Example solution summary:



```

DAY 1 SOLUTIONS

Part 1: 55712

Part 2: 55413

Total execution time: 0.009216785430908203 seconds

```



-   To view solutions for all days up to and including today, omit the day positional argument: `python3 main.py`

-   To deactivate the environment after working with this repo: `deactivate`



## Code Analysis



Unlike most coding challenge approaches, this repo is written more like a library, with type annotations for documentation, and it uses a more OOP approach overall.



### General Patterns



-   snake_case used for file names unless the file is for a class, in which case PascalCase is used

-   each day has its own folder for its solution

-   strong type annotation is used throughout

-   OOP approach utilized over a more direct functional programming approach

-   verbose variables used instead of single-character alternatives

-   abstraction orients itself around the problem statement as opposed to the attempting to reduce functionality to bitwise operations



### Key Folders and Files



-   files at the root

    -   `main.py`: module entry point for repo, exposing the `print_solution_for_day` function

    -   `setup.cfg`: indicates any deviations from PEP 8 default styling rules

    -   `pyrightconfig.json`: indicates any deviations from Pyright default type-checking rules

-   `day_` folders for each day's files (e.g., `day_1`)

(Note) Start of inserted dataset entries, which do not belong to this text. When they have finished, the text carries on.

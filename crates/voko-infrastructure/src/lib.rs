//! Voko infrastructure: storage, debounced persistence, paths and config.

pub mod config;
pub mod debounce;
pub mod paths;
pub mod state_store;

pub use config::{ClientConfig, DEFAULT_API_BASE};
pub use debounce::{DEFAULT_QUIET_PERIOD, DebouncedSaver};
pub use paths::VokoPaths;
pub use state_store::JsonStateStore;
//! Prints the persisted state without connecting.

use anyhow::{Context, Result};

use voko_core::repository::StateRepository;
use voko_infrastructure::{JsonStateStore, VokoPaths};

pub async fn execute() -> Result<()> {
    let paths = VokoPaths::default_location().context("Could not locate the data directory")?;
    let store = JsonStateStore::new(paths.state_file());

    let Some(state) = store
        .load()
        .await
        .context("Failed to read the saved state")?
    else {
        println!("No saved state.");
        return Ok(());
    };

    println!("Language: {}", state.language.code());

    let draft = &state.current_session;
    if draft.has_draft_content() {
        println!("\nCurrent draft:");
        if let Some(strategy) = &draft.impact.strategy {
            println!("  Strategy: {strategy}");
        }
        for kpi in &draft.impact.kpis {
            println!("  KPI: {} {}", kpi.label, kpi.value);
        }
        if let Some(okr) = &draft.outcome {
            println!("  Objective: {}", okr.objective);
            for kr in &okr.key_results {
                println!("    {} {} ({}%)", kr.label, kr.text, kr.progress);
            }
        }
        for initiative in &draft.output.initiatives {
            println!("  Initiative: {} -> {}", initiative.text, initiative.linked_kr);
        }
        for section in &draft.sections {
            println!("  Section {}: {} [{:?}]", section.id, section.title, section.status);
        }
        println!("  Checklist: {} items", draft.todos.len());
        println!("  Transcript: {} messages", draft.messages.len());
    } else {
        println!("\nNo draft in progress.");
    }

    if !state.user_context.is_empty() {
        println!("\nWhat the coach knows about you:\n  {}", state.user_context);
    }

    if state.completed_sessions.is_empty() {
        println!("\nNo completed sessions.");
    } else {
        println!("\nCompleted sessions:");
        for session in &state.completed_sessions {
            println!(
                "  {}  {}  {}",
                session.timestamp.format("%Y-%m-%d"),
                session.id,
                session.okr.objective
            );
        }
    }

    Ok(())
}
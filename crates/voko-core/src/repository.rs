//! Storage seam for the persisted state.
//!
//! The domain layer defines the interface; infrastructure provides the
//! file-backed implementation. Tests substitute in-memory fakes.

use async_trait::async_trait;

use crate::error::Result;
use crate::persisted::PersistedState;

/// Durable key-value storage of the one persisted-state slot.
///
/// Implementations hold a serialized copy only - no shared mutable state
/// with the live view model.
#[async_trait]
pub trait StateRepository: Send + Sync {
    /// Reads the slot. Returns `None` for "no usable saved state": a missing
    /// slot, unparseable content, or a schema-version mismatch all look the
    /// same to the caller.
    async fn load(&self) -> Result<Option<PersistedState>>;

    /// Serializes and overwrites the slot.
    async fn save(&self, state: &PersistedState) -> Result<()>;

    /// Deletes the slot unconditionally.
    async fn clear(&self) -> Result<()>;
}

    -   `solution.py`: code for solving that day's problem

    -   `data.txt`: puzzle input, individuated by AOC for each user

    -   `practice.txt`: general test input, provided by AOC in the initial question

-   `utils` folder for reusable code

    -   classes for common objects, indicated by PascalCase names (e.g., `SolutionResults.py`)

    -   granular functions for common tasks, indicated by snake_case names (e.g., `extract_data_from_file.py`)



### Code Examples



**Reusable class for working with coordinate pairs containing some sort of content in `utils/Cell.py`**



```py

class Cell:

    def __init__(self, x: int, y: int, content: str) -> None:

        self.x = x

        self.y = y

        self.content = content



    def __repr__(self) -> str:

        return f"({self.x}, {self.y}): {self.content}"



    def __hash__(self) -> int:

        return hash((self.x, self.y))



    def __eq__(self, other: object) -> bool:

        if isinstance(other, Cell):

            if self.x == other.x and self.y == other.y:

                return True

            else:

                return False

        else:

            return False



    def has_identical_x(self, other: object) -> bool:

        if isinstance(other, Cell):

            return self.x == other.x

        else:

            return False



    def has_identical_y(self, other: object) -> bool:

        if isinstance(other, Cell):

            return self.y == other.y

        else:

            return False

```



**Finds a sequence of cells containing digits from a grid in `day_3/solution.py`**



```py

def find_part_number(self, core_cell: Cell) -> PartNumber:

    cells: List[Cell] = [core_cell]

    left_cell = self.grid.get_left_cell(core_cell)

    right_cell = self.grid.get_right_cell(core_cell)

    while left_cell is not None and left_cell.content.isdigit():

        cells.insert(0, left_cell)

        left_cell = self.grid.get_left_cell(left_cell)

    while right_cell is not None and right_cell.content.isdigit():

        cells.append(right_cell)

        right_cell = self.grid.get_right_cell(right_cell)

    part_number = PartNumber(cells)

    return part_number

```



## Future Goals



I would to include solutions to each day's problems in multiple programming languages, with different versions emphasizing that specific language's unique idioms. If time permits, I would like to add these:



-   C

-   Java

-   Ruby

-   PHP

-   Perl

-   Lisp

-   Scala

-   Go

-   Rust

-   Haskell

-   Fortran



It would be cute to orient it as 12 Coding Languages of Christmas, if I end up being able to add all of them. If I really wanted to stretch, I could somehow do 25 languages total and include things like SQL.